Exercise objective: Count the lines in the data below that include the word "SIGINT", then state the total and nothing besides.

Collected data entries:

//! Statusboard - Status Display Daemon
//!
//! Polls chat presence and home automation sources, resolves them against
//! the rule file, and streams the combined status to display clients over
//! WebSocket.
//!
//! # Usage
//!
//! ```bash
//! # Run the daemon with the default config
//! statusboard daemon
//!
//! # Custom rule file and listen address, debug logging
//! statusboard daemon --rules ~/rules.md --listen 0.0.0.0:8765 --verbose
//!
//! # Tell a running daemon to refresh now
//! statusboard notify
//!
//! # Set the work account status for an hour
//! statusboard set-status --account work --emoji :car: --text Driving --expires-in-mins 60
//! ```
//!
//! # Files
//!
//! - Config: `$XDG_CONFIG_HOME/statusboard/config.toml`
//! - Control socket: `$XDG_RUNTIME_DIR/statusboard/control.sock` (or `/tmp/statusboard-$UID/`)
//! - PID file: `$XDG_RUNTIME_DIR/statusboard/statusboard.pid` (or `/tmp/statusboard-$UID/`)
//!
//! # Signals
//!
//! - `SIGTERM` / `SIGINT`: Graceful shutdown (removes PID file and socket)

mod control;
mod server;

use std::fs;
use std::io::Write;
use std::net::SocketAddr;
use std::path::{Path, PathBuf};

use anyhow::{Context, Result};
use clap::{Parser, Subcommand, ValueEnum};
use tokio::signal::unix::{signal, SignalKind};
use tokio::sync::watch;
use tracing::{error, info, warn};

use statusboard_core::{
    default_config_path, default_runtime_dir, load_config_from_path, load_rules, PresenceProvider,
    SlackPresenceProvider, SourceStatus, StatusboardConfig,
};

use server::DaemonServer;

/// Statusboard - combined status display daemon
#[derive(Parser, Debug)]
#[command(name = "statusboard")]
#[command(author, version, about, long_about = None)]
struct Args {
    /// Configuration file path
    #[arg(short = 'c', long, global = true, env = "STATUSBOARD_CONFIG", value_name = "FILE")]
    config: Option<PathBuf>,

    #[command(subcommand)]
    command: Command,
}

#[derive(Subcommand, Debug)]
enum Command {
    /// Run the daemon in the foreground
    Daemon {
        /// Rule file path (overrides config)
        #[arg(short = 'r', long, value_name = "PATH")]
        rules: Option<PathBuf>,

        /// WebSocket listen address (overrides config)
        #[arg(short = 'l', long, value_name = "ADDR")]
        listen: Option<SocketAddr>,

        /// Debug logging
        #[arg(short = 'v', long)]
        verbose: bool,
    },

    /// Ask a running daemon to refresh now
    Notify,

    /// Print the running daemon's current status
    Status,

    /// Parse a rule file and print its rules in match order
    CheckRules {
        /// Rule file to check
        path: PathBuf,
    },

    /// Set a chat account's status, then notify the daemon
    SetStatus {
        /// Which account to update
        #[arg(short = 'a', long, value_enum)]
        account: Account,

        /// Status emoji (e.g. `:car:`)
        #[arg(short = 'e', long, default_value = "")]
        emoji: String,

        /// Status text
        #[arg(short = 't', long, default_value = "")]
        text: String,

        /// Clear the status after this many minutes
        #[arg(long, value_name = "MINS")]
        expires_in_mins: Option<i64>,
    },
}

#[derive(Clone, Copy, Debug, PartialEq, Eq, ValueEnum)]
enum Account {
    Work,
    Home,
}

impl Account {
    fn name(self) -> &'static str {
        match self {
            Self::Work => "work",
            Self::Home => "home",
        }
    }
}

/// Get the default PID file path
fn default_pid_path() -> PathBuf {
    default_runtime_dir().join("statusboard.pid")
}

/// Write PID file
fn write_pid_file(path: &Path) -> Result<()> {
    if let Some(parent) = path.parent() {
        fs::create_dir_all(parent)
            .with_context(|| format!("Failed to create PID directory: {parent:?}"))?;
    }

    let pid = std::process::id();
    let mut file =
        fs::File::create(path).with_context(|| format!("Failed to create PID file: {path:?}"))?;
    writeln!(file, "{pid}")?;

    info!(pid = pid, path = ?path, "PID file created");
    Ok(())
}

/// Remove PID file
fn remove_pid_file(path: &Path) {
    if path.exists() {
        if let Err(e) = fs::remove_file(path) {
            warn!(error = %e, path = ?path, "Failed to remove PID file");
        } else {
            info!(path = ?path, "PID file removed");
        }
    }
}

/// Refuse to start if the PID file names a live process
fn check_existing_daemon(pid_path: &Path) -> Result<()> {
    if !pid_path.exists() {
        return Ok(());
    }

    let pid_str = fs::read_to_string(pid_path)
        .with_context(|| format!("Failed to read PID file: {pid_path:?}"))?;
    let pid: i32 = pid_str.trim().parse().context("Invalid PID in file")?;

    // SAFETY: signal 0 only checks that the process exists
    let result = unsafe { libc::kill(pid, 0) };
    if result == 0 {
        anyhow::bail!(
            "Another statusboard daemon is already running (PID: {pid}). \
             Stop it first or remove {pid_path:?} if it's stale."
        );
    }

    warn!(pid = pid, "Removing stale PID file");
    fs::remove_file(pid_path)?;
    Ok(())
}

/// Initialize logging
fn init_logging(verbose: bool) -> Result<()> {
    let level = if verbose { "debug" } else { "info" };
    tracing_subscriber::fmt()
        .with_env_filter(
            tracing_subscriber::EnvFilter::from_default_env()
                .add_directive(format!("statusboard={level}").parse()?)
                .add_directive(format!("statusboard_core={level}").parse()?),
        )
        .with_target(true)
        .init();
    Ok(())
}

fn load_config(path: Option<&Path>) -> Result<StatusboardConfig> {
    let path = path.map(Path::to_path_buf).or_else(default_config_path);
    load_config_from_path(path.as_deref()).context("Failed to load configuration")
}

/// Flip `shutdown` on SIGTERM or SIGINT
fn spawn_signal_handler(shutdown: watch::Sender<bool>) -> Result<()> {
    let mut sigterm = signal(SignalKind::terminate()).context("Failed to install SIGTERM handler")?;
    let mut sigint = signal(SignalKind::interrupt()).context("Failed to install SIGINT handler")?;

    tokio::spawn(async move {
        tokio::select! {
            _ = sigterm.recv() => info!("Received SIGTERM, initiating shutdown"),
            _ = sigint.recv() => info!("Received SIGINT, initiating shutdown"),
        }
        let _ = shutdown.send(true);
    });
    Ok(())
}

async fn run_daemon(
    config_path: Option<&Path>,
    rules: Option<PathBuf>,
    listen: Option<SocketAddr>,
    verbose: bool,
) -> Result<()> {
    init_logging(verbose)?;

    info!("Statusboard daemon starting");
    info!("Version: {}", env!("CARGO_PKG_VERSION"));

    let mut config = load_config(config_path)?;
    if let Some(rules) = rules {
        config.rules.path = rules;
    }
    if let Some(listen) = listen {
        config.server.listen_addr = listen;
    }

    let pid_path = default_pid_path();
    check_existing_daemon(&pid_path)?;
    write_pid_file(&pid_path)?;

    let (shutdown_tx, shutdown_rx) = watch::channel(false);
    if let Err(e) = spawn_signal_handler(shutdown_tx) {
        remove_pid_file(&pid_path);
        return Err(e);
    }

    let result = DaemonServer::new(config).run(shutdown_rx).await;

    info!("Shutting down...");
    remove_pid_file(&pid_path);

    if let Err(ref e) = result {
        error!(error = %e, "Daemon exited with error");
    }
    result
}

async fn set_status(
    config: &StatusboardConfig,
    account: Account,
    emoji: String,
    text: String,
    expires_in_mins: Option<i64>,
) -> Result<()> {
    let account_config = match account {
        Account::Work => &config.slack.work,
        Account::Home => &config.slack.home,
    };
    let provider = SlackPresenceProvider::from_config(account.name(), account_config)?;

    let expiration = expires_in_mins
        .filter(|mins| *mins > 0)
        .map_or(0, |mins| chrono::Utc::now().timestamp() + mins * 60);
    provider
        .set_status(&SourceStatus::new(emoji, text, expiration))
        .await
        .with_context(|| format!("Failed to set {} status", account.name()))?;
    println!("Updated {} status", account.name());

    match control::send_command(&config.server.control_socket, control::STATUS_CHANGED).await {
        Ok(_) => println!("Daemon notified"),
        Err(e) => eprintln!("Daemon not notified: {e:#}"),
    }
    Ok(())
}

fn check_rules(path: &Path) -> Result<()> {
    let rules = load_rules(path).with_context(|| format!("Invalid rule file {path:?}"))?;
    println!("{} rule(s) in match order:", rules.len());
    for (i, rule) in rules.iter().enumerate() {
        let field = |f: &Option<String>| f.clone().unwrap_or_else(|| "-".to_string());
        println!(
            "{:>3}. work[{} {}] home[{} {}] => {} {}",
            i + 1,
            field(&rule.work_emoji),
            field(&rule.work_presence),
            field(&rule.home_emoji),
            field(&rule.home_presence),
            rule.display_emoji,
            rule.display_text,
        );
    }
    Ok(())
}

#[tokio::main]
async fn main() -> Result<()> {
    let args = Args::parse();
    let config_path = args.config.as_deref();

    match args.command {
        Command::Daemon {
            rules,
            listen,
            verbose,
        } => run_daemon(config_path, rules, listen, verbose).await,
        Command::Notify => {
            let config = load_config(config_path)?;
            let reply =
                control::send_command(&config.server.control_socket, control::STATUS_CHANGED)
                    .await?;
            println!("{reply}");
            Ok(())
        }
        Command::Status => {
            let config = load_config(config_path)?;
            let reply =
                control::send_command(&config.server.control_socket, control::STATUS).await?;
            println!("{reply}");
            Ok(())
        }
        Command::CheckRules { path } => check_rules(&path),
        Command::SetStatus {
            account,
            emoji,
            text,
            expires_in_mins,
        } => {
            let config = load_config(config_path)?;
            set_status(&config, account, emoji, text, expires_in_mins).await
        }
    }
}

#[cfg(test)]
mod tests {
    use super::*;

    #[test]
    fn test_parse_daemon_args() {
        let args = Args::parse_from([
            "statusboard",
            "daemon",
            "--rules",
            "/tmp/rules.md",
            "--listen",
            "0.0.0.0:9000",
            "-v",
        ]);
        match args.command {
            Command::Daemon {
                rules,
                listen,
                verbose,
            } => {
                assert_eq!(rules, Some(PathBuf::from("/tmp/rules.md")));
                assert_eq!(listen, Some("0.0.0.0:9000".parse().unwrap()));
                assert!(verbose);
            }
            other => panic!("unexpected command {other:?}"),
        }
    }

    #[test]
    fn test_parse_set_status() {
        let args = Args::parse_from([
            "statusboard",
            "set-status",
            "--account",
            "home",
            "--emoji",
            ":car:",
            "--text",
            "Driving",
            "--expires-in-mins",
            "30",
        ]);
        match args.command {
            Command::SetStatus {
                account,
                emoji,
                text,
                expires_in_mins,
            } => {
                assert_eq!(account, Account::Home);
                assert_eq!(emoji, ":car:");
                assert_eq!(text, "Driving");
                assert_eq!(expires_in_mins, Some(30));
            }
            other => panic!("unexpected command {other:?}"),
        }
    }

    #[test]
    fn test_invalid_account_rejected() {
        let result = Args::try_parse_from(["statusboard", "set-status", "--account", "office"]);
        assert!(result.is_err());
    }

    #[test]
    fn test_pid_file_lifecycle() {
        let dir = tempfile::tempdir().unwrap();
        let path = dir.path().join("run").join("statusboard.pid");

        write_pid_file(&path).unwrap();
        let written: u32 = fs::read_to_string(&path).unwrap().trim().parse().unwrap();
        assert_eq!(written, std::process::id());

        // Our own PID is alive
        assert!(check_existing_daemon(&path).is_err());

        remove_pid_file(&path);
        assert!(!path.exists());
        assert!(check_existing_daemon(&path).is_ok());
    }

    #[test]
    fn test_check_rules_reports_missing_file() {
        let dir = tempfile::tempdir().unwrap();
        assert!(check_rules(&dir.path().join("missing.md")).is_err());
    }
}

Result of the exercise: 4